Dlg5 and Cadherins are key to peripheral glia integrity

Glial cells in the peripheral nerve wrap axons to insulate them and ensure efficient conduction of neuronal signals. In the myelin sheath, it is proposed that the autotypic tight junctions and adherens junctions form glia-glia complexes that stabilize the glia sheath in myelinating glia. Yet the role of adhesion junctions in non-myelinating glia of vertebrates or invertebrates has not been clearly established. Many components of adhering junctions contain PDZ (PSD-95, Dlg, ZO1) domains or are recruited to these junctions by PDZ binding motifs. To test for the role of PDZ domain proteins in glial sheath formation, we carried out an RNAi screen using Drosophila melanogaster to knockdown each of the 66 predicted PDZ domain proteins in the peripheral glia.
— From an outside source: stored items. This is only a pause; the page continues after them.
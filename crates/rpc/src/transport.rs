//! PDU framing over a byte stream.
//!
//! Connection-oriented DCE RPC PDUs are self-delimiting: the header's
//! `frag_length` covers the whole fragment, so the reader pulls exactly one
//! PDU at a time. A stream that ends before `frag_length` bytes arrive is a
//! fragment-length mismatch, fatal to the read side.

use crate::error::{Result, RpcError};
use crate::pdu::PduHeader;
use bytes::{Bytes, BytesMut};
use tokio::io::{AsyncRead, AsyncReadExt, AsyncWrite, AsyncWriteExt};

/// Largest PDU accepted from the wire (64 KB, the conventional DCE limit)
pub const DEFAULT_MAX_PDU_SIZE: usize = 65536;

/// Reads and writes whole PDUs over any async byte stream.
pub struct PduTransport<T> {
    inner: T,
    max_pdu_size: usize,
}

impl<T> PduTransport<T> {
    pub fn new(inner: T) -> Self {
        Self {
            inner,
            max_pdu_size: DEFAULT_MAX_PDU_SIZE,
        }
    }

    pub fn with_max_pdu_size(mut self, max_pdu_size: usize) -> Self {
        self.max_pdu_size = max_pdu_size;
        self
    }

    pub fn into_inner(self) -> T {
        self.inner
    }
}

impl<T: AsyncRead + Unpin> PduTransport<T> {
    /// Read exactly one PDU, validating its declared length.
    pub async fn read_pdu(&mut self) -> Result<Bytes> {
        let mut header = [0u8; PduHeader::SIZE];
        match self.inner.read_exact(&mut header).await {
            Ok(_) => {}
            Err(e) if e.kind() == std::io::ErrorKind::UnexpectedEof => {
                return Err(RpcError::ConnectionClosed);
            }
            Err(e) => return Err(e.into()),
        }

        let parsed = PduHeader::decode(&header)?;
        let frag_length = parsed.frag_length as usize;
        if frag_length < PduHeader::SIZE {
            return Err(RpcError::MalformedPdu("frag_length shorter than header"));
        }
        if frag_length > self.max_pdu_size {
            return Err(RpcError::PduTooLarge {
                size: frag_length,
                max: self.max_pdu_size,
            });
        }

        let mut body = vec![0u8; frag_length - PduHeader::SIZE];
        let mut filled = 0;
        while filled < body.len() {
            let n = self.inner.read(&mut body[filled..]).await?;
            if n == 0 {
                // The peer declared more bytes than it delivered.
                return Err(RpcError::FragmentMismatch {
                    declared: frag_length,
                    received: PduHeader::SIZE + filled,
                });
            }
            filled += n;
        }

        let mut pdu = BytesMut::with_capacity(frag_length);
        pdu.extend_from_slice(&header);
        pdu.extend_from_slice(&body);
        Ok(pdu.freeze())
    }
}

impl<T: AsyncWrite + Unpin> PduTransport<T> {
    /// Write one already-encoded PDU and flush it.
    pub async fn write_pdu(&mut self, data: &[u8]) -> Result<()> {
        self.inner.write_all(data).await?;
        self.inner.flush().await?;
        Ok(())
    }
}
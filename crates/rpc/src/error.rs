//! Error types for the RPC session/transport layer.
//!
//! The taxonomy matters operationally: NDR decode errors and remote faults
//! are local to one call and expected against a correct peer; framing errors
//! are fatal to the affected call; security and transport errors are fatal to
//! the whole connection.

use msrpc_ndr::NdrError;
use thiserror::Error;

/// A remote-reported fault status, decoded from a fault PDU.
///
/// Known MS-RPCE / C706 statuses get a typed variant; anything else is
/// preserved verbatim in `Other`.
#[derive(Debug, Clone, Copy, PartialEq, Eq)]
pub enum FaultCode {
    /// `nca_s_op_rng_error`: the opnum selects no operation
    OperationRangeError,
    /// `nca_s_unk_if`: the interface is not registered
    UnknownInterface,
    /// `nca_s_fault_context_mismatch`: the presentation context is not bound
    ContextMismatch,
    /// `nca_s_fault_remote_no_memory`
    RemoteNoMemory,
    /// `nca_s_proto_error`: the peer considers our PDU malformed
    ProtocolError,
    /// `nca_s_fault_ndr`: the peer failed to unmarshal the stub data
    MarshalingError,
    /// `ERROR_ACCESS_DENIED`
    AccessDenied,
    /// `nca_s_fault_cancel`: the call was cancelled remotely
    Cancelled,
    /// Any status without a dedicated variant
    Other(u32),
}

impl FaultCode {
    pub const NCA_OP_RNG_ERROR: u32 = 0x1c01_0002;
    pub const NCA_UNK_IF: u32 = 0x1c01_0003;
    pub const NCA_PROTO_ERROR: u32 = 0x1c01_000b;
    pub const NCA_CONTEXT_MISMATCH: u32 = 0x1c00_001a;
    pub const NCA_REMOTE_NO_MEMORY: u32 = 0x1c00_001b;
    pub const NCA_FAULT_NDR: u32 = 0x0000_06f7;
    pub const NCA_FAULT_CANCEL: u32 = 0x1c00_000d;
    pub const ACCESS_DENIED: u32 = 0x0000_0005;

    pub fn from_status(status: u32) -> Self {
        match status {
            Self::NCA_OP_RNG_ERROR => Self::OperationRangeError,
            Self::NCA_UNK_IF => Self::UnknownInterface,
            Self::NCA_CONTEXT_MISMATCH => Self::ContextMismatch,
            Self::NCA_REMOTE_NO_MEMORY => Self::RemoteNoMemory,
            Self::NCA_PROTO_ERROR => Self::ProtocolError,
            Self::NCA_FAULT_NDR => Self::MarshalingError,
            Self::NCA_FAULT_CANCEL => Self::Cancelled,
            Self::ACCESS_DENIED => Self::AccessDenied,
            other => Self::Other(other),
        }
    }

    /// The wire status for this code.
    pub fn status(&self) -> u32 {
        match self {
            Self::OperationRangeError => Self::NCA_OP_RNG_ERROR,
            Self::UnknownInterface => Self::NCA_UNK_IF,
            Self::ContextMismatch => Self::NCA_CONTEXT_MISMATCH,
            Self::RemoteNoMemory => Self::NCA_REMOTE_NO_MEMORY,
            Self::ProtocolError => Self::NCA_PROTO_ERROR,
            Self::MarshalingError => Self::NCA_FAULT_NDR,
            Self::Cancelled => Self::NCA_FAULT_CANCEL,
            Self::AccessDenied => Self::ACCESS_DENIED,
            Self::Other(status) => *status,
        }
    }
}

impl std::fmt::Display for FaultCode {
    fn fmt(&self, f: &mut std::fmt::Formatter<'_>) -> std::fmt::Result {
        match self {
            Self::OperationRangeError => write!(f, "operation out of range"),
            Self::UnknownInterface => write!(f, "unknown interface"),
            Self::ContextMismatch => write!(f, "presentation context mismatch"),
            Self::RemoteNoMemory => write!(f, "remote out of memory"),
            Self::ProtocolError => write!(f, "protocol error"),
            Self::MarshalingError => write!(f, "remote unmarshaling failure"),
            Self::Cancelled => write!(f, "call cancelled"),
            Self::AccessDenied => write!(f, "access denied"),
            Self::Other(status) => write!(f, "status 0x{status:08x}"),
        }
    }
}

/// RPC error types
#[derive(Debug, Error)]
pub enum RpcError {
    #[error("I/O error: {0}")]
    Io(#[from] std::io::Error),

    #[error("connection closed")]
    ConnectionClosed,

    #[error("timeout")]
    Timeout,

    #[error("RPC version mismatch: {0}")]
    VersionMismatch(u8),

    #[error("invalid packet type: {0}")]
    InvalidPacketType(u8),

    #[error("malformed PDU: {0}")]
    MalformedPdu(&'static str),

    #[error("PDU too large: {size} bytes exceeds maximum {max}")]
    PduTooLarge { size: usize, max: usize },

    #[error("fragment length mismatch: header declares {declared} bytes, received {received}")]
    FragmentMismatch { declared: usize, received: usize },

    #[error("fragment out of order for call {0}")]
    FragmentOutOfOrder(u32),

    #[error("call ID mismatch: expected {expected}, got {got}")]
    CallIdMismatch { expected: u32, got: u32 },

    #[error("bind rejected: {0}")]
    BindRejected(String),

    #[error("no presentation context for interface {0}")]
    ContextUnavailable(String),

    #[error("unknown interface: {0}")]
    UnknownInterface(String),

    #[error("unknown operation: opnum {0}")]
    UnknownOperation(u16),

    #[error("authentication handshake failed: {0}")]
    HandshakeFailed(String),

    #[error("message integrity violation")]
    IntegrityViolation,

    /// A peer-reported failure carried in a fault PDU; not a transport
    /// failure. `did_not_execute` is the peer's claim that the operation was
    /// never dispatched.
    #[error("remote fault: {code}")]
    Fault { code: FaultCode, did_not_execute: bool },

    #[error(transparent)]
    Ndr(#[from] NdrError),
}

impl RpcError {
    pub fn fault(status: u32, did_not_execute: bool) -> Self {
        Self::Fault {
            code: FaultCode::from_status(status),
            did_not_execute,
        }
    }
}

pub type Result<T> = std::result::Result<T, RpcError>;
We identified six PDZ genes with potential roles in glial morphology, and further investigated Discs-large 5 (Dlg5), a scaffolding protein with no previously known function in glia. Knockdown of Dlg5 disrupts subperineurial glia (SPG) morphology, including gaps in the membrane that coincide with disruption of septate junction proteins. To further our investigation of Dlg5, we focused on cadherins and found both N-Cadherin and E-Cadherin are expressed throughout peripheral glia. Knockdown of E-Cadherin phenocopied the loss of Dlg5 leading to gaps in the SPG and septate junctions while only simultaneous loss of both N-Cadherins (NCad, and CadN2) had the same effect. The loss of all three Cadherins enhanced these phenotypes as did loss of Dlg5 when paired with cadherin knockdown. This leads to a model where Dlg5 plays a role in conjunction with cadherins in glial membrane stabilization and septate junction formation in the subperineurial glia.